Random Forest is an ensemble of decision trees that averages many randomized trees to reduce variance and improve prediction accuracy. This page shows how to interpret the key plots produced by the app and how to reproduce them.

Example Results

For this brief interpretation tutorial, we will use the results generated by filtering the ExampleData1 dataset built into the application and only including subjects with Pre-Diabetes (PreT2D) and Type 2 Diabetes (T2D). Summary of the model is not covered in this tutorial however, the summary tab within the results provides confusion matrices on the training and testing set to evaluate how the model performed when classifying the two different groups.

Variable Importance Plot based on Mean Decrease in Gini Index

The bars rank the variables (cytokines in our case) by how much they reduce node impurity across the forest. Higher bars imply greater influence on the model’s splits. There is no specific cutoff value that helps determine which variables are the most important, however we can still see that IL-122, CCL-20/MIP-3A, TNF-A and a few other cytokines have have a mean decrease in Gini > 4. These cytokines would be considered to be more influential than TNF-B and IL-31 for example.

Receiver Operating Characteristic (ROC) Curve and Area Under the Curve (AUC)

The ROC curve and AUC value is a great way to evaluate the model’s performance as the curve plots the true positive rate (sensitivity) against the false positive rate (1-specificity). The AUC value provides a single measure of a model’s ability to classify the groups being compared, with values closer to 1 indicating better performance.

In our example analysis, we achieved an AUC of 0.93 that would show that the model performed really well when classifying subjects with PreT2D vs. T2D based on the cytokines as predictors.

Cross-Validation Performance

In the cross-validation for Random Forest, each point is a model refit with a smaller feature set and error is estimated with K‑fold CV. We look for the elbow where error stops improving meaningfully as variables increase and based on that pick a compact subset near that elbow. In our case, ≈ 12 variables or more would give us a low error rate in classification meaning we would see a higher accuracy in classification as the model is able to perform well and differentiate between the two compared groups.

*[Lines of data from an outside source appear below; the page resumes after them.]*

use std::time::Duration;

use reqwest::header::HeaderValue;
use reqwest::{Client, Method, RequestBuilder, Response, Url};
use serde::de::DeserializeOwned;
use serde::Serialize;

use crate::cloud::error::CloudError;
use crate::cloud::rows::{PlayerProfileRow, ProgressRow, RewardsRow};
use crate::config::{CloudConfig, CredentialStatus, SecureString, CLOUD_URL_ENV};
use crate::game::RemoteSnapshot;

pub const PROFILES_TABLE: &str = "player_profiles";
pub const PROGRESS_TABLE: &str = "player_progress";
pub const REWARDS_TABLE: &str = "player_rewards";

const PREFER: &str = "Prefer";
const MERGE_DUPLICATES: &str = "resolution=merge-duplicates";
const RETURN_REPRESENTATION: &str = "return=representation";

/// Client for the PostgREST-style REST API of the remote store.
#[derive(Clone)]
pub struct CloudClient {
    http: Client,
    base: Url,
    key: SecureString,
}

#[derive(Serialize)]
struct NewPlayer<'a> {
    player_name: &'a str,
}

impl CloudClient {
    /// Fails fast with [`CloudError::NotConfigured`] when URL or key is missing.
    pub fn from_config(config: &CloudConfig) -> Result<Self, CloudError> {
        let url = config.resolve_url().ok_or_else(|| CloudError::NotConfigured {
            reason: format!("cloud.url is not set and {CLOUD_URL_ENV} is empty"),
        })?;
        let key = match config.resolve_key() {
            CredentialStatus::Configured(key) => key,
            CredentialStatus::Unconfigured { reason } => {
                return Err(CloudError::NotConfigured { reason })
            }
        };
        Self::new(
            &url,
            key,
            Duration::from_secs(u64::from(config.timeout_seconds)),
        )
    }

    pub fn new(url: &str, key: SecureString, timeout: Duration) -> Result<Self, CloudError> {
        let base = Url::parse(url).map_err(|e| CloudError::InvalidUrl {
            url: url.to_string(),
            reason: e.to_string(),
        })?;
        if base.cannot_be_a_base() {
            return Err(CloudError::InvalidUrl {
                url: url.to_string(),
                reason: "not a base URL".to_string(),
            });
        }

        let http = Client::builder()
            .timeout(timeout)
            .build()
            .map_err(CloudError::Client)?;

        Ok(Self { http, base, key })
    }

    /// Look up a profile by name.
    pub async fn find_player(&self, name: &str) -> Result<Option<PlayerProfileRow>, CloudError> {
        let mut url = self.table_url(PROFILES_TABLE);
        url.query_pairs_mut()
            .append_pair("select", "id,player_name")
            .append_pair("player_name", &format!("eq.{name}"))
            .append_pair("limit", "1");

        let rows: Vec<PlayerProfileRow> = self
            .send_json(PROFILES_TABLE, self.request(Method::GET, url))
            .await?;
        Ok(rows.into_iter().next())
    }

    pub async fn create_player(&self, name: &str) -> Result<PlayerProfileRow, CloudError> {
        let url = self.table_url(PROFILES_TABLE);
        let request = self
            .request(Method::POST, url)
            .header(PREFER, HeaderValue::from_static(RETURN_REPRESENTATION))
            .json(&NewPlayer { player_name: name });

        let rows: Vec<PlayerProfileRow> = self.send_json(PROFILES_TABLE, request).await?;
        rows.into_iter()
            .next()
            .ok_or_else(|| CloudError::MissingProfile {
                name: name.to_string(),
            })
    }

    /// Insert-or-update keyed by (player_id, digraph_id). One request for all rows.
    pub async fn upsert_progress(&self, rows: &[ProgressRow]) -> Result<(), CloudError> {
        if rows.is_empty() {
            return Ok(());
        }
        let mut url = self.table_url(PROGRESS_TABLE);
        url.query_pairs_mut()
            .append_pair("on_conflict", "player_id,digraph_id");

        let request = self
            .request(Method::POST, url)
            .header(PREFER, HeaderValue::from_static(MERGE_DUPLICATES))
            .json(rows);
        self.send(PROGRESS_TABLE, request).await?;
        Ok(())
    }

    /// Insert-or-update keyed by player_id.
    pub async fn upsert_rewards(&self, row: &RewardsRow) -> Result<(), CloudError> {
        let mut url = self.table_url(REWARDS_TABLE);
        url.query_pairs_mut().append_pair("on_conflict", "player_id");

        let request = self
            .request(Method::POST, url)
            .header(PREFER, HeaderValue::from_static(MERGE_DUPLICATES))
            .json(row);
        self.send(REWARDS_TABLE, request).await?;
        Ok(())
    }

    pub async fn fetch_progress(&self, player_id: &str) -> Result<Vec<ProgressRow>, CloudError> {
        let mut url = self.table_url(PROGRESS_TABLE);
        url.query_pairs_mut()
            .append_pair("select", "*")
            .append_pair("player_id", &format!("eq.{player_id}"));

        self.send_json(PROGRESS_TABLE, self.request(Method::GET, url))
            .await
    }

    pub async fn fetch_rewards(&self, player_id: &str) -> Result<Option<RewardsRow>, CloudError> {
        let mut url = self.table_url(REWARDS_TABLE);
        url.query_pairs_mut()
            .append_pair("select", "*")
            .append_pair("player_id", &format!("eq.{player_id}"))
            .append_pair("limit", "1");

        let rows: Vec<RewardsRow> = self
            .send_json(REWARDS_TABLE, self.request(Method::GET, url))
            .await?;
        Ok(rows.into_iter().next())
    }

    /// Both tables for one player, decoded for merging.
    pub async fn fetch_snapshot(&self, player_id: &str) -> Result<RemoteSnapshot, CloudError> {
        let progress = self.fetch_progress(player_id).await?;
        let rewards = self.fetch_rewards(player_id).await?;
        Ok(RemoteSnapshot {
            progress: progress.into_iter().map(ProgressRow::into_progress).collect(),
            rewards: rewards.map(RewardsRow::into_remote),
        })
    }

    fn table_url(&self, table: &str) -> Url {
        let mut url = self.base.clone();
        // `new` rejects cannot-be-a-base URLs, so this always succeeds.
        if let Ok(mut segments) = url.path_segments_mut() {
            segments.pop_if_empty().extend(["rest", "v1", table]);
        }
        url
    }

    fn request(&self, method: Method, url: Url) -> RequestBuilder {
        self.http
            .request(method, url)
            .header("apikey", self.key.expose())
            .bearer_auth(self.key.expose())
    }

    async fn send(
        &self,
        table: &'static str,
        request: RequestBuilder,
    ) -> Result<Response, CloudError> {
        let response = request
            .send()
            .await
            .map_err(|e| CloudError::transport(table, e))?;

        let status = response.status();
        if !status.is_success() {
            let message = response.text().await.unwrap_or_default();
            return Err(CloudError::Status {
                table,
                status: status.as_u16(),
                message,
            });
        }
        Ok(response)
    }

    async fn send_json<T: DeserializeOwned>(
        &self,
        table: &'static str,
        request: RequestBuilder,
    ) -> Result<T, CloudError> {
        let response = self.send(table, request).await?;
        response
            .json::<T>()
            .await
            .map_err(|source| CloudError::Decode { table, source })
    }
}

Below is a short animation on how to obtain the same result from the application:

To briefly describe the arguments:

  • Number of Trees: How many trees the forest grows. More trees will usually stabilize performance.
  • Number of Variables to Split: How many variables the tree is allowed to consider at each split. Smaller number means more diverse trees; larger number means stronger individual trees but more similar to each other. A common default number would be roughly the square-root of the total number of features. For example, if we have 25 variables, we would enter 5 and adjust based on the results including cross-validation results.
  • Train Fraction: How the dat are split into train and test sets. It requires a percentage between 0.1-0.9, so for example entering 0.7, 70% of the inputted data would be split into training and the remaining 30% will be used for testing.
  • Number of Folds: the number of folds used in k-fold cross-validation when running random forest cross-validation (RFCV).
  • Step Size: This controls how aggressively variables are pruned between the steps when RFCV is running. For example, with a step size of 0.5, the variable count is approximately halved at each step.

Last updated: November 04, 2025